## THE TASK:
Give again, unaltered, the lines of the listing below that run from the line having "pub fn play(&mut" through the line having "let mv = Move::new(self.to_move, pos);".

## INPUT DATA:
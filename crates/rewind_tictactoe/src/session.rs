//! A game session: move history, step pointer and time travel.
//!
//! The session is a plain value. Every transition is a method that either
//! applies completely or leaves the session untouched.

use super::rules::{check_winner, is_draw};
use super::{Board, GameStatus, HistoryEntry, Mark, Move, MoveError, Position, WinningLine};
use serde::Serialize;
use tracing::{debug, instrument};
#[cfg(debug_assertions)]
use tracing::error;

/// Game session with branch-on-write history.
///
/// Navigating to an earlier step keeps every later entry; the next accepted
/// move discards them before appending.
///
/// Serializable for inspection only. A session is only ever built through
/// [`GameSession::new`] and its transitions, which keep the invariants.
#[derive(Debug, Clone, PartialEq, Eq, Serialize)]
pub struct GameSession {
    pub(crate) history: Vec<HistoryEntry>,
    pub(crate) step: usize,
    pub(crate) to_move: Mark,
    pub(crate) winner: Option<WinningLine>,
}

impl GameSession {
    /// Creates a session holding only the empty board.
    #[instrument]
    pub fn new() -> Self {
        Self {
            history: vec![HistoryEntry::initial()],
            step: 0,
            to_move: Mark::X,
            winner: None,
        }
    }

    /// Builds a session by playing positions in order.
    ///
    /// Rejected positions are skipped, exactly as a click on them would be.
    #[instrument(skip(positions))]
    pub fn replay(positions: impl IntoIterator<Item = Position>) -> Self {
        let mut session = Self::new();
        for pos in positions {
            if let Err(e) = session.play(pos) {
                debug!(position = ?pos, error = %e, "Skipping rejected move during replay");
            }
        }
        session
    }

    /// Every recorded entry, including any beyond the step pointer.
    pub fn history(&self) -> &[HistoryEntry] {
        &self.history
    }

    /// Entries up to and including the step pointer.
    ///
    /// This is what a move list shows: later entries still exist but are
    /// hidden until the next move discards them.
    pub fn visible_history(&self) -> &[HistoryEntry] {
        &self.history[..=self.step]
    }

    /// The step pointer.
    pub fn step(&self) -> usize {
        self.step
    }

    /// The mark that plays next.
    pub fn to_move(&self) -> Mark {
        self.to_move
    }

    /// The cached winning line of the displayed board.
    pub fn winner(&self) -> Option<WinningLine> {
        self.winner
    }

    /// The displayed history entry.
    pub fn current(&self) -> &HistoryEntry {
        &self.history[self.step]
    }

    /// The displayed board.
    pub fn board(&self) -> &Board {
        self.current().board()
    }

    /// Whether the cell at `index` belongs to the winning line.
    pub fn is_highlighted(&self, index: usize) -> bool {
        self.winner.is_some_and(|line| line.contains(&index))
    }

    /// Status of the displayed board.
    pub fn status(&self) -> GameStatus {
        let board = self.board();
        match self.winner {
            Some(line) => match board.squares()[line[0]].mark() {
                Some(mark) => GameStatus::Won { mark, line },
                // A cached line always points at occupied squares.
                None => GameStatus::InProgress,
            },
            None if is_draw(board) => GameStatus::Drawn,
            None => GameStatus::InProgress,
        }
    }

    /// One-line status as shown above the move list.
    pub fn status_text(&self) -> String {
        match self.status() {
            GameStatus::Won { mark, .. } => format!("Winner: {}", mark),
            GameStatus::Drawn => "Cat's game".to_string(),
            GameStatus::InProgress => format!("Next player: {}", self.to_move),
        }
    }

    /// Plays the active mark at `pos` on the displayed board.
    ///
    /// # Errors
    ///
    /// - [`MoveError::GameOver`] if the displayed board already has a line.
    /// - [`MoveError::SquareOccupied`] if the square is taken.
    ///
    /// In both cases the session is unchanged.
    #[instrument(skip(self), fields(position = ?pos, mark = %self.to_move, step = self.step))]
    pub fn play(&mut self, pos: Position) -> Result<GameStatus, MoveError> {
        if self.winner.is_some() {
            return Err(MoveError::GameOver);
        }
        if !self.board().is_empty(pos) {
            return Err(MoveError::SquareOccupied(pos));
        }

        let mv = Move::new(self.to_move, pos);
        let entry = HistoryEntry::after(self.board(), mv);

        let discarded = self.history.len() - (self.step + 1);
        if discarded > 0 {
            debug!(discarded, "Truncating history beyond step pointer");
        }
        self.history.truncate(self.step + 1);
        self.history.push(entry);
        self.step = self.history.len() - 1;
        self.to_move = self.to_move.opponent();
        self.winner = check_winner(entry.board());

        self.check_invariants();

        let status = self.status();
        debug!(move_desc = %mv, ?status, "Move applied");
        Ok(status)
    }

    /// Moves the step pointer to `step`.
    ///
    /// Allowed at any time, including after a win. The active mark comes
    /// from the parity of `step` and the winner is recomputed from that
    /// step's board. No entries are removed.
    ///
    /// # Errors
    ///
    /// [`MoveError::StepOutOfRange`] if `step` is not a recorded entry.
    #[instrument(skip(self), fields(from = self.step))]
    pub fn jump_to(&mut self, step: usize) -> Result<GameStatus, MoveError> {
        let len = self.history.len();
        if step >= len {
            return Err(MoveError::StepOutOfRange { step, len });
        }

        self.step = step;
        self.to_move = Mark::for_step(step);
        self.winner = check_winner(self.history[step].board());

        self.check_invariants();

        let status = self.status();
        debug!(?status, "Jumped to step");
        Ok(status)
    }

    /// Asserts session invariants in debug builds.
    #[cfg(debug_assertions)]
    fn check_invariants(&self) {
        use super::invariants::{InvariantSet, SessionInvariants};

        if let Err(violations) = SessionInvariants::check_all(self) {
            for v in &violations {
                error!(invariant = %v.description, "Session invariant violated");
            }
            panic!("{} session invariant(s) violated", violations.len());
        }
    }

    #[cfg(not(debug_assertions))]
    fn check_invariants(&self) {}
}

impl Default for GameSession {
    fn default() -> Self {
        Self::new()
    }
}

## RESPONSE TO THE EXERCISE:
    pub fn play(&mut self, pos: Position) -> Result<GameStatus, MoveError> {
        if self.winner.is_some() {
            return Err(MoveError::GameOver);
        }
        if !self.board().is_empty(pos) {
            return Err(MoveError::SquareOccupied(pos));
        }

        let mv = Move::new(self.to_move, pos);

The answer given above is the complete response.